I am also of the opinion that we are facing a tragedy but with some small positive aspects. I have even read those who have drawn up a long and not questionable list, I must admit.
But, as I have already written, I do not want to make a comparison with the war because this enemy is invisible, if you are not careful you can get infected even while staying at home and you cannot avoid it using diplomacy, negotiating with the enemy, which they could and could have always make humans common sense and not guided by the greed of power.
And then I asked myself several times if, these few positive aspects will truly allow us to be a better world or if the return to normal will once again bring us back to how we were before.
Thank you for having proposed this interesting starting point for discussion and, above all, reflection.

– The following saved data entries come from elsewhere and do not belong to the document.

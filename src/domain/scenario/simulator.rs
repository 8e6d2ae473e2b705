//! Scenario Simulator - annual outcomes for a municipal waste stream.

use serde::{Deserialize, Serialize};
use tracing::debug;

use crate::domain::foundation::{ensure_finite, TechnologyKind, ValidationError};

/// Waste stream characteristics for one simulation run.
#[derive(Debug, Clone, PartialEq, Serialize, Deserialize)]
pub struct ScenarioInputs {
    /// Total waste collected per year (tons).
    pub waste_volume_tons: f64,
    pub organic_percent: f64,
    pub recyclable_percent: f64,
    pub processing_efficiency_percent: f64,
    pub technology: TechnologyKind,
}

impl Default for ScenarioInputs {
    fn default() -> Self {
        Self {
            waste_volume_tons: 200_000.0,
            organic_percent: 45.0,
            recyclable_percent: 30.0,
            processing_efficiency_percent: 70.0,
            technology: TechnologyKind::Gasification,
        }
    }
}

impl ScenarioInputs {
    pub fn with_technology(mut self, technology: TechnologyKind) -> Self {
        self.technology = technology;
        self
    }

    pub fn validate(&self) -> Result<(), ValidationError> {
        let volume = ensure_finite("waste_volume_tons", self.waste_volume_tons)?;
        if volume < 0.0 {
            return Err(ValidationError::out_of_range(
                "waste_volume_tons",
                0.0,
                f64::MAX,
                volume,
            ));
        }

        for (field, value) in [
            ("organic_percent", self.organic_percent),
            ("recyclable_percent", self.recyclable_percent),
            ("processing_efficiency_percent", self.processing_efficiency_percent),
        ] {
            let value = ensure_finite(field, value)?;
            if !(0.0..=100.0).contains(&value) {
                return Err(ValidationError::out_of_range(field, 0.0, 100.0, value));
            }
        }

        let combined = self.organic_percent + self.recyclable_percent;
        if combined > 100.0 {
            return Err(ValidationError::out_of_range(
                "organic_percent + recyclable_percent",
                0.0,
                100.0,
                combined,
            ));
        }

        Ok(())
    }
}

/// Simulated yearly outcomes, rounded to whole units.
#[derive(Debug, Clone, PartialEq, Serialize, Deserialize)]
pub struct ScenarioOutcome {
    pub technology: TechnologyKind,
    pub energy_output_mwh: f64,
    pub carbon_reduction_tons: f64,
    pub operational_cost: f64,
    /// Organic plus residual waste kept out of landfill (tons).
    pub landfill_diversion_tons: f64,
    pub revenue_estimate: f64,
}

/// Which fraction of the stream a technology consumes.
#[derive(Debug, Clone, Copy, PartialEq, Eq)]
enum Feedstock {
    Organic,
    Residual,
}

#[derive(Debug, Clone, Copy)]
struct ScenarioFactors {
    feedstock: Feedstock,
    energy_per_ton: f64,
    carbon_per_mwh: f64,
    cost_per_mwh: f64,
}

const REVENUE_PER_MWH: f64 = 1.2;

fn factors(technology: TechnologyKind) -> ScenarioFactors {
    match technology {
        TechnologyKind::Gasification => ScenarioFactors {
            feedstock: Feedstock::Residual,
            energy_per_ton: 0.8,
            carbon_per_mwh: 0.6,
            cost_per_mwh: 0.4,
        },
        TechnologyKind::AnaerobicDigestion => ScenarioFactors {
            feedstock: Feedstock::Organic,
            energy_per_ton: 0.5,
            carbon_per_mwh: 0.7,
            cost_per_mwh: 0.3,
        },
        TechnologyKind::Incineration => ScenarioFactors {
            feedstock: Feedstock::Residual,
            energy_per_ton: 0.65,
            carbon_per_mwh: 0.45,
            cost_per_mwh: 0.35,
        },
    }
}

/// Scenario simulation functions.
pub struct ScenarioSimulator;

impl ScenarioSimulator {
    /// Splits the stream into organic, recyclable and residual fractions and
    /// applies the technology's yield factors to the fraction it consumes.
    pub fn simulate(inputs: &ScenarioInputs) -> Result<ScenarioOutcome, ValidationError> {
        inputs.validate()?;

        let organic = inputs.waste_volume_tons * inputs.organic_percent / 100.0;
        let recyclable = inputs.waste_volume_tons * inputs.recyclable_percent / 100.0;
        let residual = inputs.waste_volume_tons - organic - recyclable;
        let efficiency = inputs.processing_efficiency_percent / 100.0;

        let f = factors(inputs.technology);
        let feedstock = match f.feedstock {
            Feedstock::Organic => organic,
            Feedstock::Residual => residual,
        };
        let energy = feedstock * f.energy_per_ton * efficiency;

        let outcome = ScenarioOutcome {
            technology: inputs.technology,
            energy_output_mwh: energy.round(),
            carbon_reduction_tons: (energy * f.carbon_per_mwh).round(),
            operational_cost: (energy * f.cost_per_mwh).round(),
            landfill_diversion_tons: ((organic + residual) * efficiency).round(),
            revenue_estimate: (energy * REVENUE_PER_MWH).round(),
        };

        debug!(
            technology = %inputs.technology,
            energy_mwh = outcome.energy_output_mwh,
            "Simulated waste scenario"
        );

        Ok(outcome)
    }

    /// Runs the same waste stream through every technology.
    pub fn simulate_all(inputs: &ScenarioInputs) -> Result<Vec<ScenarioOutcome>, ValidationError> {
        TechnologyKind::ALL
            .iter()
            .map(|kind| Self::simulate(&inputs.clone().with_technology(*kind)))
            .collect()
    }
}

As always Ken, great insight coupled with true wisdom my friend.
Ken – I completely agree with you – we will get through this and we can use this time to grow in our most important relationships. We just need to turn off the “doom and gloom” news and learn to treasure the “…if I had time I would…” moment with which we have been blessed.
Ken, thank you for writing and sharing your article. Indeed there is much good and much good right now. The death, the sickness, soaring unemployment, our bumbling governments and so on are negatives. On the plus side, people have come together and banded together to help and support each other like never before. More people are drawing closer to G-d and religion which is a great thing. All any of us can do is reach inside of us to pull out what us good and right. Stay safe and well.
The silver lining I see, (but more so Hope) when this is all over, is that the kindness and compassion will remain in the hearts of many. That there will be a new perspective of the meaning of working together and continue to make our country stronger than before, and finally; Trusting in God who created everything and continues to gives us all the chance to return to HIM. Blessings on this Palm Sunday.